From Casetext: Smarter Legal Research

UNG v. BRADLEY

Minnesota Court of Appeals
Jun 29, 1999
No. C5-98-2314 (Minn. Ct. App. Jun. 29, 1999)

Opinion

No. C5-98-2314.

Filed June 29, 1999.

Appeal from the District Court, Scott County, File No. 199704925.

Sharon L. Van Dyck, Mark G. Gruesner, (for respondent Ung)

William A. Moeller, Dustan J. Cross, (for appellant)

Reid R. Lindquist, (for respondent Co Tang Ma)

Considered and decided by Klaphake, Presiding Judge, Willis, Judge, and Foley, Judge.

Retired judge of the Minnesota Court of Appeals, serving by appointment pursuant to Minn. Const. art. VI, § 10.


This opinion will be unpublished and may not be cited except as provided by Minn. Stat. § 480A.08, subd. 3 (1998).


UNPUBLISHED OPINION


Appellant Lyon County Cooperative Oil Company challenges the denial of its motion for sanctions under Minn.R.Civ.P. 11 against respondent Susan Ung, claiming the district court erred in determining that notice to respondent was a precondition to sanctions. Respondent seeks review of the district court's finding that there was no objectively reasonable basis for filing her amended complaint against appellant. We affirm in part and reverse in part.

FACTS

On August 12, 1997, respondent moved to amend her complaint to include appellant as a defendant in a wrongful-death action, arguing that defendant Leo Victor Bradley, a truck driver, was acting within the course and scope of his employment with appellant at the time of an October 20, 1996, motor-vehicle accident.

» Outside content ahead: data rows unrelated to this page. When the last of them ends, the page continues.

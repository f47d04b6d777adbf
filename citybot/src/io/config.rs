//! Bot configuration stored in `citybot.toml`.

use std::collections::BTreeMap;
use std::fs;
use std::path::{Path, PathBuf};
use std::sync::LazyLock;
use std::time::Duration;

use anyhow::{Context, Result, anyhow, bail};
use regex::Regex;
use serde::{Deserialize, Serialize};

use crate::core::classes::tutorial;

pub const DEFAULT_CONFIG_PATH: &str = "citybot.toml";

static INSTANCE_ID_RE: LazyLock<Regex> =
    LazyLock::new(|| Regex::new(r"^[A-Za-z0-9_-]+$").unwrap());

/// Bot configuration (TOML).
///
/// Intended to be edited by humans. Missing fields default to values that
/// work against a single local emulator.
#[derive(Debug, Clone, Serialize, Deserialize, PartialEq, Eq)]
#[serde(default)]
pub struct BotConfig {
    pub global: GlobalConfig,
    pub vision: VisionConfig,
    pub device: DeviceConfig,
    pub gameplay: GameplayConfig,
    pub instances: BTreeMap<String, InstanceConfig>,
}

#[derive(Debug, Clone, Serialize, Deserialize, PartialEq, Eq)]
#[serde(default)]
pub struct GlobalConfig {
    /// Sleep between gameplay cycles.
    pub refresh_interval_ms: u64,
    /// How often the reporter thread logs status snapshots.
    pub report_interval_secs: u64,
    /// Directory holding one JSON record per instance.
    pub state_dir: PathBuf,
}

#[derive(Debug, Clone, Serialize, Deserialize, PartialEq, Eq)]
#[serde(default)]
pub struct VisionConfig {
    /// Detector command; the model id is appended as the final argument.
    pub command: Vec<String>,
    pub tutorial_model: String,
    pub gameplay_model: String,
    pub timeout_secs: u64,
}

#[derive(Debug, Clone, Serialize, Deserialize, PartialEq, Eq)]
#[serde(default)]
pub struct DeviceConfig {
    pub adb_path: PathBuf,
    pub command_timeout_secs: u64,
    /// Android package restarted by the bootstrap supervisor.
    pub package: String,
}

#[derive(Debug, Clone, Serialize, Deserialize, PartialEq, Eq)]
#[serde(default)]
pub struct GameplayConfig {
    /// One-time startup tasks, run in order before regular gameplay.
    pub startup_tasks: Vec<StartupTask>,
    /// Scheduler cooldown of the build-order task.
    pub build_cooldown_secs: u64,
}

/// One-time tasks run after the tutorial and before scheduled gameplay.
#[derive(Debug, Clone, Copy, Serialize, Deserialize, PartialEq, Eq)]
#[serde(rename_all = "snake_case")]
pub enum StartupTask {
    ClearTrees,
    RecruitSecondBuilder,
}

#[derive(Debug, Clone, Serialize, Deserialize, PartialEq, Eq)]
#[serde(default)]
pub struct InstanceConfig {
    /// adb serial of the device or emulator.
    pub device_id: String,
    /// Civilization picked during the tutorial.
    pub preferred_civilization: String,
    pub claim_quests: bool,
    pub claim_only_main_quest: bool,
}

impl Default for GlobalConfig {
    fn default() -> Self {
        Self {
            refresh_interval_ms: 1_000,
            report_interval_secs: 60,
            state_dir: PathBuf::from("state"),
        }
    }
}

impl Default for VisionConfig {
    fn default() -> Self {
        Self {
            command: vec!["citybot-detect".to_string()],
            tutorial_model: "rok_tutorial/7".to_string(),
            gameplay_model: "rok_gameplay/1".to_string(),
            timeout_secs: 30,
        }
    }
}

impl Default for DeviceConfig {
    fn default() -> Self {
        Self {
            adb_path: PathBuf::from("adb"),
            command_timeout_secs: 15,
            package: "com.lilithgame.roc.gp".to_string(),
        }
    }
}

impl Default for GameplayConfig {
    fn default() -> Self {
        Self {
            startup_tasks: vec![StartupTask::ClearTrees, StartupTask::RecruitSecondBuilder],
            build_cooldown_secs: 15,
        }
    }
}

impl Default for InstanceConfig {
    fn default() -> Self {
        Self {
            device_id: "emulator-5554".to_string(),
            preferred_civilization: "china".to_string(),
            claim_quests: true,
            claim_only_main_quest: false,
        }
    }
}

impl Default for BotConfig {
    fn default() -> Self {
        Self {
            global: GlobalConfig::default(),
            vision: VisionConfig::default(),
            device: DeviceConfig::default(),
            gameplay: GameplayConfig::default(),
            instances: BTreeMap::from([("main".to_string(), InstanceConfig::default())]),
        }
    }
}

impl GlobalConfig {
    pub fn refresh_interval(&self) -> Duration {
        Duration::from_millis(self.refresh_interval_ms)
    }

    pub fn report_interval(&self) -> Duration {
        Duration::from_secs(self.report_interval_secs)
    }
}

impl BotConfig {
    pub fn validate(&self) -> Result<()> {
        if self.global.refresh_interval_ms == 0 {
            return Err(anyhow!("global.refresh_interval_ms must be > 0"));
        }
        if self.global.report_interval_secs == 0 {
            return Err(anyhow!("global.report_interval_secs must be > 0"));
        }
        if self.vision.command.is_empty() || self.vision.command[0].trim().is_empty() {
            return Err(anyhow!("vision.command must be a non-empty array"));
        }
        if self.vision.tutorial_model.trim().is_empty() || self.vision.gameplay_model.trim().is_empty()
        {
            return Err(anyhow!("vision model ids must be non-empty"));
        }
        if self.vision.timeout_secs == 0 {
            return Err(anyhow!("vision.timeout_secs must be > 0"));
        }
        if self.device.command_timeout_secs == 0 {
            return Err(anyhow!("device.command_timeout_secs must be > 0"));
        }
        if self.device.package.trim().is_empty() {
            return Err(anyhow!("device.package must be non-empty"));
        }
        if self.instances.is_empty() {
            return Err(anyhow!("at least one [instances.<id>] section is required"));
        }
        for (id, instance) in &self.instances {
            if !INSTANCE_ID_RE.is_match(id) {
                bail!("instance id {id:?} may only contain letters, digits, '_' and '-'");
            }
            if instance.device_id.trim().is_empty() {
                bail!("instances.{id}.device_id must be non-empty");
            }
            let civ = instance.preferred_civilization.to_lowercase();
            if !tutorial::OPTIONS.contains(&civ.as_str()) {
                bail!(
                    "instances.{id}.preferred_civilization {:?} is not one of {}",
                    instance.preferred_civilization,
                    tutorial::OPTIONS.join(", ")
                );
            }
        }
        Ok(())
    }
}

/// Load and validate config from a TOML file.
pub fn load_config(path: &Path) -> Result<BotConfig> {
    if !path.exists() {
        bail!(
            "config {} not found (run `citybot init` to create one)",
            path.display()
        );
    }
    let contents = fs::read_to_string(path).with_context(|| format!("read {}", path.display()))?;
    let cfg: BotConfig =
        toml::from_str(&contents).with_context(|| format!("parse {}", path.display()))?;
    cfg.validate()
        .with_context(|| format!("validate {}", path.display()))?;
    Ok(cfg)
}

/// Atomically write config to disk (temp file + rename).
pub fn write_config(path: &Path, cfg: &BotConfig) -> Result<()> {
    cfg.validate()?;
    let mut buf = toml::to_string_pretty(cfg).context("serialize config toml")?;
    buf.push('\n');
    write_atomic(path, &buf)
}

fn write_atomic(path: &Path, contents: &str) -> Result<()> {
    if let Some(parent) = path.parent().filter(|p| !p.as_os_str().is_empty()) {
        fs::create_dir_all(parent)
            .with_context(|| format!("create directory {}", parent.display()))?;
    }
    let tmp_path = path.with_extension("toml.tmp");
    fs::write(&tmp_path, contents)
        .with_context(|| format!("write temp config {}", tmp_path.display()))?;
    fs::rename(&tmp_path, path).with_context(|| format!("replace config {}", path.display()))?;
    Ok(())
}

#[cfg(test)]
mod tests {
    use super::*;

    #[test]
    fn load_missing_is_an_error() {
        let temp = tempfile::tempdir().expect("tempdir");
        let err = load_config(&temp.path().join("missing.toml")).expect_err("missing");
        assert!(err.to_string().contains("citybot init"));
    }

    #[test]
    fn write_then_load_round_trips() {
        let temp = tempfile::tempdir().expect("tempdir");
        let path = temp.path().join("citybot.toml");
        let cfg = BotConfig::default();
        write_config(&path, &cfg).expect("write");
        let loaded = load_config(&path).expect("load");
        assert_eq!(loaded, cfg);
    }

    #[test]
    fn partial_file_uses_defaults() {
        let cfg: BotConfig = toml::from_str(
            r#"
            [gameplay]
            startup_tasks = ["recruit_second_builder"]

            [instances.farm-2]
            device_id = "emulator-5556"
            preferred_civilization = "Rome"
            "#,
        )
        .expect("parse");
        cfg.validate().expect("valid");
        assert_eq!(cfg.gameplay.startup_tasks, vec![StartupTask::RecruitSecondBuilder]);
        assert_eq!(cfg.gameplay.build_cooldown_secs, 15);
        assert!(cfg.instances["farm-2"].claim_quests);
        assert_eq!(cfg.global, GlobalConfig::default());
    }

    #[test]
    fn unknown_startup_task_is_rejected() {
        let parsed: Result<BotConfig, _> = toml::from_str(
            r#"
            [gameplay]
            startup_tasks = ["clear_trees", "collect_gems"]
            "#,
        );
        assert!(parsed.is_err());
    }

    #[test]
    fn validate_rejects_bad_instances() {
        let mut cfg = BotConfig::default();
        cfg.instances.clear();
        assert!(cfg.validate().is_err());

        let mut cfg = BotConfig::default();
        cfg.instances.insert("bad id".to_string(), InstanceConfig::default());
        assert!(cfg.validate().is_err());

        let mut cfg = BotConfig::default();
        cfg.instances.get_mut("main").expect("main").preferred_civilization = "atlantis".into();
        assert!(cfg.validate().is_err());

        let mut cfg = BotConfig::default();
        cfg.vision.command.clear();
        assert!(cfg.validate().is_err());
    }
}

The district court granted respondent's motion. Appellant then moved for summary judgment, claiming that Bradley was an independent contractor, not its employee, and the district court granted the motion, dismissing appellant from the action.

Following summary judgment, appellant moved for sanctions against respondent under rule 11. The district court found that respondent did not have an objectively reasonable basis for filing the "offensive pleading." But the court denied appellant's motion, concluding that appellant failed to provide proper notice to respondent regarding the possibility of and reasons for such sanctions. This appeal followed.

DECISION

In reviewing a district court's determination regarding sanctions under rule 11, we apply an abuse-of-discretion standard. Uselman v. Uselman , 464 N.W.2d 130, 145 (Minn. 1990) (citing Cooter Gell v. Hartmarx Corp. , 496 U.S. 384, 405, 110 S.Ct. 2447, 2461 (1990) (noting that district court would abuse its discretion if it based its ruling on erroneous view of law or on clearly erroneous assessment of evidence)).

I.

Appellant claims that the district court abused its discretion in applying the Uselman procedural guidelines, which require "fair notice" before imposing sanction under rule 11. 464 N.W.2d at 143. Rule 11 provides:

Every pleading, motion and other paper of a party represented by an attorney shall be personally signed by at least one attorney of record * * * . * * * The signature of an attorney * * * constitutes a certification that the pleading, motion or other paper has been read; that to the best of the signer's knowledge, information and belief formed after reasonable inquiry it is well grounded in fact and is warranted by existing law or a good faith argument for the extension, modification, or reversal of existing law, and that it is not interposed for any improper purpose, such as to harass or cause unnecessary delay or needless increase in the cost of litigation. * * * If a pleading, motion or other paper is signed in violation of this rule, the court, upon motion or upon its own initiative, shall impose upon the person who signed it, a represented party, or both, an appropriate sanction, which may include an order to pay to the other party or parties the amount of the reasonable expenses incurred because of the filing of the pleading, motion or other paper, including reasonable attorney fees.

Minn.R.Civ.P. 11.

The Minnesota Supreme Court has established minimum procedural guidelines to facilitate an orderly and uniform approach to the imposition of sanctions under rule 11. Uselman , 464 N.W.2d at 143. First, an attorney or party "must have fair notice of both the possibility of a sanction and the reason for its proposed imposition." Id. (citing Donaldson v. Clark , 819 F.2d 1551, 1559-60 (11th Cir. 1987)). This requirement applies to parties intending to seek sanctions. Id. (stating that parties should notify court and other parties with specificity). Second, an attorney or party against whom sanctions are contemplated should have an opportunity to respond to the notice of possible sanctions. Id. at 144.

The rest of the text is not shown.